There are all sorts of stories of " _company I love_ screwed up and really
came through!" Hell, apple gets all sorts of these comments when they do some
out of apple care thing.

------
zachware
I once ordered 100 Model S's at one time (Google it) then later took delivery
of 12 Model S's at one time. Here's what I can tell you. Tesla's system for
selling one new car to one person at one time is very, very good.

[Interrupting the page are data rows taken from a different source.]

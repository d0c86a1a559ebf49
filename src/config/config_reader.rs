// ==========================================
// 运费对账分析工具 - 配置读取 Trait
// ==========================================
// 职责: 定义引擎/API 所需的配置读取接口（不包含实现）
// 红线: 不包含配置写入、不包含业务逻辑
// ==========================================

use crate::config::analyzer_config::AnalyzerConfig;
use std::collections::HashMap;

// ==========================================
// AnalyzerConfigReader Trait
// ==========================================
// 实现者: AnalyzerConfig, ConfigManager
pub trait AnalyzerConfigReader: Send + Sync {
    /// 人民币 → 美元汇率
    ///
    /// # 默认值
    /// - 0.139
    fn exchange_rate_rmb_to_usd(&self) -> f64;

    /// 承运商运单号标识（大小写不敏感的包含匹配）
    ///
    /// # 默认值
    /// - "4PX"
    fn carrier_marker(&self) -> &str;

    /// 离群值列表条数
    fn outlier_limit(&self) -> usize;

    /// 报表语言
    fn locale(&self) -> &str;

    /// 国家名覆写表
    fn country_overrides(&self) -> &HashMap<String, String>;
}

impl AnalyzerConfigReader for AnalyzerConfig {
    fn exchange_rate_rmb_to_usd(&self) -> f64 {
        self.exchange_rate_rmb_to_usd
    }

    fn carrier_marker(&self) -> &str {
        &self.carrier_marker
    }

    fn outlier_limit(&self) -> usize {
        self.outlier_limit
    }

    fn locale(&self) -> &str {
        &self.locale
    }

    fn country_overrides(&self) -> &HashMap<String, String> {
        &self.country_overrides
    }
}
// ==========================================
// 测试数据构建器
// ==========================================
// 职责: 以链式调用生成物流费用表 / 订单导出 CSV 内容
// ==========================================

/// 物流费用表构建器
pub struct ShippingCsvBuilder {
    rows: Vec<[String; 6]>,
}

impl ShippingCsvBuilder {
    pub fn new() -> Self {
        Self { rows: Vec::new() }
    }

    /// 追加一行: 物流单号, 收货时间, 总金额, 国家/计费分区, 计费重, 客户单号
    pub fn row(
        mut self,
        tracking: &str,
        date: &str,
        cost_rmb: &str,
        country: &str,
        weight: &str,
        internal_id: &str,
    ) -> Self {
        self.rows.push([
            tracking.to_string(),
            date.to_string(),
            cost_rmb.to_string(),
            country.to_string(),
            weight.to_string(),
            internal_id.to_string(),
        ]);
        self
    }

    pub fn build(&self) -> String {
        let mut out = String::from("物流单号,收货时间,总金额,国家/计费分区,计费重,客户单号\n");
        for row in &self.rows {
            out.push_str(&csv_line(row));
        }
        out
    }
}

/// 订单导出构建器
pub struct OrderCsvBuilder {
    rows: Vec<[String; 6]>,
}

impl OrderCsvBuilder {
    pub fn new() -> Self {
        Self { rows: Vec::new() }
    }

    /// 追加一行: Order, Order created at date, Tracking number, Net payout, Shipping country, Cost
    pub fn row(
        mut self,
        order: &str,
        date: &str,
        tracking: &str,
        payout: &str,
        country: &str,
        cost: &str,
    ) -> Self {
        self.rows.push([
            order.to_string(),
            date.to_string(),
            tracking.to_string(),
            payout.to_string(),
            country.to_string(),
            cost.to_string(),
        ]);
        self
    }

    pub fn build(&self) -> String {
        let mut out = String::from(
            "Order,Order created at date,Tracking number,Net payout,Shipping country,Cost\n",
        );
        for row in &self.rows {
            out.push_str(&csv_line(row));
        }
        out
    }
}

// 含逗号的字段加引号
fn csv_line(fields: &[String]) -> String {
    let quoted: Vec<String> = fields
        .iter()
        .map(|f| {
            if f.contains(',') {
                format!("\"{}\"", f)
            } else {
                f.clone()
            }
        })
        .collect();
    format!("{}\n", quoted.join(","))
}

Tesla's system for doing anything other than one car to one person at one time
is not good.

When we initially placed our 100 unit order we got 100 confirmation emails
timed suspiciously as though some poor person was entering the details one at
a time. Their owner's website couldn't handle 100 unique vehicles tied to one
user. When we took delivery we had to go through a bunch of human processes 12
unique times. The people seemed incapable of batching tasks like signing title
paperwork. We went through the routine for each car twelve times.

All of their systems are built to do one thing very well.

So this guy asked Tesla to do something it is not built to do and sell him a
loaner car. And the systems broke. All of them. In Tesla systems (operational
and technological) everything is built to do one thing.

Yes, it stinks that some people at Tesla acted dumbly in response to this. But
overall, don't forget. People are components of a system.

There are no programs in the Tesla system to handle any of the variables this
situation threw at it, starting with what the guy wanted Tesla to do.

When you deliberately ask a system to do something it isn't designed to do you
shouldn't be surprised when it breaks.

------
knowaveragejoe
> Tesla is pioneering two things at once, (a) a luxury full-EV segment for
> passenger vehicles, and (b) bypassing the traditional dealer network and
> selling directly to consumers. Since I never got my car, I can’t speak to
> (a). But, because (b) is so horribly broken, I don’t think (a) can succeed.

How on earth does this person's experience point to the non-dealership model
being broken? Has this person never dealt with a shitty dealership?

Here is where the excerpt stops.